[Saved entries]

// Policy constants of the engine, optionally overridden from a JSON file.
use crate::error::{ReportError, ReportResult};
use serde::{Deserialize, Serialize};
use std::path::Path;
use tracing::{info, warn};

#[derive(Debug, Clone, PartialEq, Serialize, Deserialize)]
#[serde(default)]
pub struct EngineConfig {
    /// A submission in the last this-many days of its month is late.
    pub late_window_days: u32,
    /// Number of reporting periods the compliance view looks back over.
    pub recent_period_count: usize,
    /// Scores at or below this (and above zero) count as underperforming.
    pub underperformance_ceiling: f64,
    pub compliance_good: f64,
    pub compliance_warning: f64,
    pub severity_critical: usize,
    pub severity_warning: usize,
}

impl Default for EngineConfig {
    fn default() -> Self {
        EngineConfig {
            late_window_days: 5,
            recent_period_count: 3,
            underperformance_ceiling: 2.0,
            compliance_good: 80.0,
            compliance_warning: 50.0,
            severity_critical: 5,
            severity_warning: 3,
        }
    }
}

impl EngineConfig {
    /// Read the config from `path`. A missing file gives the defaults.
    pub fn load(path: &str) -> ReportResult<Self> {
        if !Path::new(path).exists() {
            info!(path, "no config file, using defaults");
            return Ok(Self::default());
        }
        let text = std::fs::read_to_string(path).map_err(|e| ReportError::io(path, e))?;
        let config: EngineConfig = serde_json::from_str(&text)?;
        config.validate()?;
        info!(path, ?config, "loaded engine config");
        Ok(config)
    }

    pub fn validate(&self) -> ReportResult<()> {
        let invalid = |field: &str, message: &str| {
            warn!(field, reason = message, "rejected engine config");
            Err(ReportError::InvalidConfig {
                field: field.to_string(),
                message: message.to_string(),
            })
        };
        if self.compliance_warning > self.compliance_good {
            return invalid("compliance_warning", "must not exceed compliance_good");
        }
        if self.severity_warning == 0 || self.severity_warning > self.severity_critical {
            return invalid("severity_warning", "must be between 1 and severity_critical");
        }
        if !(self.underperformance_ceiling > 0.0 && self.underperformance_ceiling <= 4.0) {
            return invalid("underperformance_ceiling", "must be in (0, 4]");
        }
        if self.recent_period_count == 0 {
            return invalid("recent_period_count", "must be at least 1");
        }
        Ok(())
    }
}

#[cfg(test)]
mod tests {
    use super::*;
    use std::io::Write;

    #[test]
    fn missing_file_gives_defaults() {
        let cfg = EngineConfig::load("/nonexistent/engine_config.json").unwrap();
        assert_eq!(cfg, EngineConfig::default());
    }

    #[test]
    fn partial_file_keeps_other_defaults() {
        let mut f = tempfile::NamedTempFile::new().unwrap();
        write!(f, r#"{{"late_window_days": 3}}"#).unwrap();
        let cfg = EngineConfig::load(f.path().to_str().unwrap()).unwrap();
        assert_eq!(cfg.late_window_days, 3);
        assert_eq!(cfg.recent_period_count, 3);
        assert_eq!(cfg.compliance_good, 80.0);
    }

    #[test]
    fn inconsistent_thresholds_are_rejected() {
        let cfg = EngineConfig { compliance_warning: 90.0, ..EngineConfig::default() };
        assert!(matches!(
            cfg.validate(),
            Err(ReportError::InvalidConfig { ref field, .. }) if field == "compliance_warning"
        ));
    }

    #[test]
    fn malformed_json_is_an_error() {
        let mut f = tempfile::NamedTempFile::new().unwrap();
        write!(f, "not json").unwrap();
        assert!(matches!(
            EngineConfig::load(f.path().to_str().unwrap()),
            Err(ReportError::Json(_))
        ));
    }
}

* **Work instruction**:
Output the lines of the records above exactly as they appear, from the line containing "use std::path::Path;" through the line containing "if self.compliance_warning >".

* **Written answer**:
use std::path::Path;
use tracing::{info, warn};

#[derive(Debug, Clone, PartialEq, Serialize, Deserialize)]
#[serde(default)]
pub struct EngineConfig {
    /// A submission in the last this-many days of its month is late.
    pub late_window_days: u32,
    /// Number of reporting periods the compliance view looks back over.
    pub recent_period_count: usize,
    /// Scores at or below this (and above zero) count as underperforming.
    pub underperformance_ceiling: f64,
    pub compliance_good: f64,
    pub compliance_warning: f64,
    pub severity_critical: usize,
    pub severity_warning: usize,
}

impl Default for EngineConfig {
    fn default() -> Self {
        EngineConfig {
            late_window_days: 5,
            recent_period_count: 3,
            underperformance_ceiling: 2.0,
            compliance_good: 80.0,
            compliance_warning: 50.0,
            severity_critical: 5,
            severity_warning: 3,
        }
    }
}

impl EngineConfig {
    /// Read the config from `path`. A missing file gives the defaults.
    pub fn load(path: &str) -> ReportResult<Self> {
        if !Path::new(path).exists() {
            info!(path, "no config file, using defaults");
            return Ok(Self::default());
        }
        let text = std::fs::read_to_string(path).map_err(|e| ReportError::io(path, e))?;
        let config: EngineConfig = serde_json::from_str(&text)?;
        config.validate()?;
        info!(path, ?config, "loaded engine config");
        Ok(config)
    }

    pub fn validate(&self) -> ReportResult<()> {
        let invalid = |field: &str, message: &str| {
            warn!(field, reason = message, "rejected engine config");
            Err(ReportError::InvalidConfig {
                field: field.to_string(),
                message: message.to_string(),
            })
        };
        if self.compliance_warning > self.compliance_good {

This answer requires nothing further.